The periaqueductal grey (PAG) has been shown to be a major source of descending inhibition of dorsal horn cells (Textbook of Pain (1999) 309). However, few studies have demonstrated alterations in behavioural responses to noxious stimulation following inactivation of this nucleus. Many behavioural studies have looked for effects on nociceptive withdrawal thresholds in acute nociceptive tests. These tests would not reveal the presence of inhibition which is activated in response to noxious input. We have therefore investigated this possibility by studying behavioural responses to subcutaneous formalin injection in control animals, and in animals following partial sciatic nerve ligation (an animal model of neuropathic pain (Pain 43(2) (1990) 205). In control animals, microinjection of gamma-aminobutyric acid (GABA) to PAG did not significantly alter behavioural responses to formalin, while microinjection of D,L-homocysteic acid (DLH) reduced these responses.

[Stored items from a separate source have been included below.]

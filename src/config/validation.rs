//! Configuration validation.

use crate::config::Config;
use crate::metrics::{REQUEST_LATENCY_SECONDS, validate_buckets};
use crate::server::RESERVED_PATHS;

/// Validate the configuration.
///
/// Checks for:
/// - A known log level
/// - A metrics path that is absolute and does not shadow a built-in route
/// - Latency buckets the histogram would accept
///
/// # Returns
///
/// `Ok(())` if valid, or an error message describing every problem found.
pub fn validate_config(config: &Config) -> Result<(), String> {
    let mut errors = Vec::new();

    // Validate log level
    let valid_levels = ["trace", "debug", "info", "warn", "error"];
    if !valid_levels.contains(&config.global.log_level.to_lowercase().as_str()) {
        errors.push(format!(
            "invalid log level '{}', must be one of: {}",
            config.global.log_level,
            valid_levels.join(", ")
        ));
    }

    // Validate metrics path
    let path = &config.metrics.path;
    if !path.starts_with('/') {
        errors.push(format!("metrics path '{}' must start with '/'", path));
    } else if RESERVED_PATHS.contains(&path.as_str()) {
        errors.push(format!(
            "metrics path '{}' conflicts with a built-in route",
            path
        ));
    }

    // Validate latency buckets
    if let Some(ref buckets) = config.metrics.latency_buckets {
        if let Err(e) = validate_buckets(REQUEST_LATENCY_SECONDS, buckets) {
            errors.push(e.to_string());
        }
    }

    if errors.is_empty() {
        Ok(())
    } else {
        Err(errors.join("; "))
    }
}

#[cfg(test)]
mod tests {
    use super::*;

    #[test]
    fn test_valid_config() {
        let config = Config::default();
        assert!(validate_config(&config).is_ok());
    }

    #[test]
    fn test_invalid_log_level() {
        let mut config = Config::default();
        config.global.log_level = "verbose".to_string();
        let result = validate_config(&config);
        assert!(result.unwrap_err().contains("invalid log level"));
    }

    #[test]
    fn test_relative_metrics_path() {
        let mut config = Config::default();
        config.metrics.path = "metrics".to_string();
        let result = validate_config(&config);
        assert!(result.unwrap_err().contains("must start with '/'"));
    }

    #[test]
    fn test_metrics_path_shadows_route() {
        let mut config = Config::default();
        config.metrics.path = "/health".to_string();
        let result = validate_config(&config);
        assert!(result.unwrap_err().contains("built-in route"));
    }

    #[test]
    fn test_invalid_latency_buckets() {
        let mut config = Config::default();
        config.metrics.latency_buckets = Some(vec![1.0, 0.5]);
        let result = validate_config(&config);
        assert!(result.unwrap_err().contains("strictly increasing"));

        config.metrics.latency_buckets = Some(vec![]);
        assert!(validate_config(&config).is_err());
    }

    #[test]
    fn test_errors_are_collected() {
        let mut config = Config::default();
        config.global.log_level = "loud".to_string();
        config.metrics.path = "nope".to_string();
        let message = validate_config(&config).unwrap_err();
        assert!(message.contains("invalid log level"));
        assert!(message.contains("must start with '/'"));
    }
}
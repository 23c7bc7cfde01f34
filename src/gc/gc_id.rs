// Typed ids into the object pool.
//
// Heap objects are referenced by index instead of pointer so that values stay
// Copy and the table/closure/upvalue cycle is owned in one place (the pool).

macro_rules! define_id {
    ($(#[$meta:meta])* $name:ident) => {
        $(#[$meta])*
        #[derive(Debug, Clone, Copy, PartialEq, Eq, Hash)]
        pub struct $name(pub u32);

        impl $name {
            #[inline(always)]
            pub fn index(self) -> usize {
                self.0 as usize
            }
        }
    };
}

define_id!(
    /// Interned immutable byte string.
    StringId
);
define_id!(
    /// Table instance.
    TableId
);
define_id!(
    /// Lua closure (prototype bound to upvalues).
    FunctionId
);
define_id!(
    /// Full userdata (host-owned payload plus optional metatable).
    UserdataId
);
define_id!(
    /// Thread (coroutine) state.
    ThreadId
);
define_id!(
    /// Channel (cooperative value queue).
    ChannelId
);
define_id!(
    /// Upvalue cell, open or closed.
    UpvalueId
);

Responses to contralaterally applied formalin were significantly reduced in animals with partial sciatic ligation. Microinjection of GABA to PAG significantly increased these behavioural responses to formalin. We conclude that a component of PAG mediated inhibition of nociception is inactive under normal conditions. This inhibition may be activated by persistent nociceptive input, and possibly reflects long term changes in nociceptive circuitry which occur in neuropathic pain states.